Bowers created the Dolley Madison Dukes Pay It Forward endowed scholarship fund by hosting a giving circle in her home. She and her guests contributed $25,000. “As I told my story about creating that scholarship, I think it was a bit of a catalyst,” she said. “Many women told me they liked this targeted, specific approach. There was a palpable buzz about pooling our funds to benefit individual students.”


A Richmond, Virginia, rally featured Centennial Scholars talking about the impact of their JMU scholarships. Their words resonated with Karen Rothenberger (’93). “I’m an educator, and I know how an education can change people’s lives, their family’s lives. There was one Centennial Scholar story told that day that really moved me. I kept thinking, ‘Yes, I want to get behind this,’” she said.


Headlined by top alumni speakers including Jamie Jones-Miller (’99), Jennifer Marshall (’01) and Tina Fox (’94), the “Women Who Amaze” summit drew 130 women to campus for a weekend of activities, including a standing-room-only First Ladies brunch at Oakview with Mary Ann Alger. Angela Russell (’85) said she signed up for everything: “a brunch, a scavenger hunt, a speed dating-style event with mentoring, workshops. I really loved it.” She would soon join WFM’s EAC and is now vice chair.

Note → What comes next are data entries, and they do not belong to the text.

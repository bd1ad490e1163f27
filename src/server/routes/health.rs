//! Health check endpoint.

use axum::extract::State;
use axum::http::StatusCode;
use axum::Json;
use chrono::Utc;
use serde::Serialize;

use crate::server::app::AppState;
use crate::store;

#[derive(Serialize)]
struct HealthResponse {
    status: &'static str,
    database: store::HealthStatus,
    timestamp: chrono::DateTime<Utc>,
}

pub async fn handler(State(state): State<AppState>) -> (StatusCode, Json<HealthResponse>) {
    let database = store::health_check(&state.pool).await;
    let status_code = if database.healthy { StatusCode::OK } else { StatusCode::SERVICE_UNAVAILABLE };

    (
        status_code,
        Json(HealthResponse {
            status: if database.healthy { "healthy" } else { "unhealthy" },
            database,
            timestamp: Utc::now(),
        }),
    )
}
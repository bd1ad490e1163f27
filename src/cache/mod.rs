//! Process-local TTL + LRU cache used for read-through caching of list and
//! detail reads in the control plane. Purely a performance optimization —
//! nothing in this crate depends on the cache for correctness, so cache
//! errors (there are none today, but see `get`/`set`) are always treated as
//! misses rather than propagated.

use std::collections::HashMap;
use std::sync::Mutex;
use std::time::{Duration, Instant};

use serde::Serialize;

const DEFAULT_MAX_ENTRIES: usize = 1000;
const EVICTION_FRACTION: f64 = 0.10;

struct Entry {
    value: serde_json::Value,
    expires_at: Instant,
    last_accessed: Instant,
    byte_len: usize,
}

struct Inner {
    entries: HashMap<String, Entry>,
    hits: u64,
    misses: u64,
    sets: u64,
    deletes: u64,
}

/// An in-process TTL + LRU cache, keyed by string, storing JSON values.
pub struct Cache {
    inner: Mutex<Inner>,
    max_entries: usize,
}

#[derive(Debug, Serialize, Clone)]
pub struct CacheStats {
    pub size: usize,
    pub hits: u64,
    pub misses: u64,
    pub sets: u64,
    pub deletes: u64,
    pub hit_rate: f64,
    pub estimated_bytes: usize,
}

impl Cache {
    pub fn new() -> Self {
        Self::with_capacity(DEFAULT_MAX_ENTRIES)
    }

    pub fn with_capacity(max_entries: usize) -> Self {
        Self {
            inner: Mutex::new(Inner {
                entries: HashMap::new(),
                hits: 0,
                misses: 0,
                sets: 0,
                deletes: 0,
            }),
            max_entries,
        }
    }

    pub fn get(&self, key: &str) -> Option<serde_json::Value> {
        let mut inner = self.inner.lock().unwrap();
        let now = Instant::now();
        let hit = match inner.entries.get_mut(key) {
            Some(entry) if entry.expires_at > now => {
                entry.last_accessed = now;
                Some(entry.value.clone())
            }
            Some(_) => {
                inner.entries.remove(key);
                None
            }
            None => None,
        };
        if hit.is_some() {
            inner.hits += 1;
        } else {
            inner.misses += 1;
        }
        hit
    }

    pub fn set(&self, key: impl Into<String>, value: serde_json::Value, ttl: Duration) {
        let mut inner = self.inner.lock().unwrap();
        let now = Instant::now();
        let byte_len = value.to_string().len();
        inner.entries.insert(
            key.into(),
            Entry {
                value,
                expires_at: now + ttl,
                last_accessed: now,
                byte_len,
            },
        );
        inner.sets += 1;

        if inner.entries.len() > self.max_entries {
            evict_lru(&mut inner.entries, self.max_entries);
        }
    }

    pub fn delete(&self, key: &str) {
        let mut inner = self.inner.lock().unwrap();
        if inner.entries.remove(key).is_some() {
            inner.deletes += 1;
        }
    }

    /// Deletes every key whose name starts with `prefix`.
    pub fn delete_prefixed(&self, prefix: &str) {
        let mut inner = self.inner.lock().unwrap();
        let to_remove: Vec<String> = inner
            .entries
            .keys()
            .filter(|k| k.starts_with(prefix))
            .cloned()
            .collect();
        for key in to_remove {
            inner.entries.remove(&key);
            inner.deletes += 1;
        }
    }

    pub fn has(&self, key: &str) -> bool {
        let inner = self.inner.lock().unwrap();
        inner
            .entries
            .get(key)
            .map(|e| e.expires_at > Instant::now())
            .unwrap_or(false)
    }

    pub fn keys(&self) -> Vec<String> {
        let inner = self.inner.lock().unwrap();
        inner.entries.keys().cloned().collect()
    }

    pub fn clear(&self) {
        let mut inner = self.inner.lock().unwrap();
        inner.entries.clear();
    }

    pub fn stats(&self) -> CacheStats {
        let inner = self.inner.lock().unwrap();
        let total = inner.hits + inner.misses;
        let hit_rate = if total == 0 {
            0.0
        } else {
            inner.hits as f64 / total as f64
        };
        CacheStats {
            size: inner.entries.len(),
            hits: inner.hits,
            misses: inner.misses,
            sets: inner.sets,
            deletes: inner.deletes,
            hit_rate,
            estimated_bytes: inner.entries.values().map(|e| e.byte_len).sum(),
        }
    }
}

impl Default for Cache {
    fn default() -> Self {
        Self::new()
    }
}

fn evict_lru(entries: &mut HashMap<String, Entry>, max_entries: usize) {
    let to_evict = ((max_entries as f64) * EVICTION_FRACTION).ceil() as usize;
    let mut by_access: Vec<(String, Instant)> = entries
        .iter()
        .map(|(k, v)| (k.clone(), v.last_accessed))
        .collect();
    by_access.sort_by_key(|(_, accessed)| *accessed);
    for (key, _) in by_access.into_iter().take(to_evict.max(1)) {
        entries.remove(&key);
    }
}

#[cfg(test)]
mod tests {
    use super::*;
    use serde_json::json;

    #[test]
    fn get_on_empty_cache_is_a_miss() {
        let cache = Cache::new();
        assert!(cache.get("missing").is_none());
        assert_eq!(cache.stats().misses, 1);
    }

    #[test]
    fn set_then_get_is_a_hit() {
        let cache = Cache::new();
        cache.set("job:1", json!({"id": 1}), Duration::from_secs(60));
        assert_eq!(cache.get("job:1"), Some(json!({"id": 1})));
        assert_eq!(cache.stats().hits, 1);
    }

    #[test]
    fn expired_entry_is_treated_as_a_miss() {
        let cache = Cache::new();
        cache.set("job:1", json!({"id": 1}), Duration::from_millis(0));
        std::thread::sleep(Duration::from_millis(5));
        assert!(cache.get("job:1").is_none());
    }

    #[test]
    fn delete_prefixed_removes_only_matching_keys() {
        let cache = Cache::new();
        cache.set("jobs:a", json!([]), Duration::from_secs(60));
        cache.set("jobs:b", json!([]), Duration::from_secs(60));
        cache.set("job:1", json!({}), Duration::from_secs(60));
        cache.delete_prefixed("jobs:");
        assert!(cache.get("jobs:a").is_none());
        assert!(cache.get("jobs:b").is_none());
        assert!(cache.has("job:1"));
    }

    #[test]
    fn overflow_evicts_least_recently_accessed() {
        let cache = Cache::with_capacity(10);
        for i in 0..10 {
            cache.set(format!("k{i}"), json!(i), Duration::from_secs(60));
        }
        // touch k9 so it is most-recently-used
        cache.get("k9");
        cache.set("k10", json!(10), Duration::from_secs(60));
        assert!(cache.has("k9"));
    }
}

Kathy Thomas (’78) received the Leslie Flanary Gilliam (’82) Spirit of Philanthropy Award in recognition of her work to launch the Dukes Pay It Forward Scholarship program along with her husband, Mike (’76, ’77M). More than 25 other like-minded donors have created these scholarships. “I can’t pay anyone back, but I can pay it forward,” Kathy said.


Beth Bliss (’84) made the lead gift for the $25,000 WFM EAC challenge that drew 100% council giving. Traditionally, the council leads JMU’s Giving Day advisory board challenges, collectively giving nearly $12,000 annually toward the Giving Day Challenge Fund. With yet another 2020 EAC gift of $24,000 toward the Madison for Keeps emergency-scholarship drive, it was time to scale up women’s giving momentum beyond the council.

Current WFM EAC vice chair Jamie Jones Miller (’99) is called to join the council. “I bleed purple, right? It was an easy ‘yes.’ I’ve been a donor or a volunteer for the institution since the day I left,” she said. “But this is different. This is also about helping women become more comfortable with making financial decisions and with asking their friends to give.”

Due to the COVID-19 pandemic, WFM events went virtual, including a series of popular lunchtime webinars that continue today.


Campbell and the EAC started quietly seeking 10 Amethyst Circle founders to contribute $15,000 each in seed money for endowment and scholarships for immediate use. Within eight weeks, more than 40 women stepped forward. There are now 65 founders, surpassing $950,000 in giving.

The virtual “Women Who Amaze” summit shattered attendance records. The event, designed by volunteers, included Stephanie Forbes (’92, ’93M), Mary Margaret Prange (’01), Tiffanie Rosier (’95), and Karen Rothenberger, and was based entirely on input from women in the greater JMU community. “What really stood out to me was that these women were bold,” said Barbara Bouldin (’87, ’20P), who is helping to organize the 2023 summit. “I was honored to come into this collective body of diverse women with a common trait of a love for JMU.”

At the summit, Dawn Smith Barnes (’93) officially announced the launch of the Amethyst Circle and asked for 200 members to join her and the founders to meet the $1 million goal for scholarships.


This fall, Amethyst Circle Scholarships are offered to JMU students for the first time. As of August, 10 were awarded. The Amethyst Circle seeks 62 more women at the $5,000 member level to meet the goal of providing all 25 scholarships.


WFM will celebrate its 10th anniversary at the May 19-20 “Women Who Amaze” summit.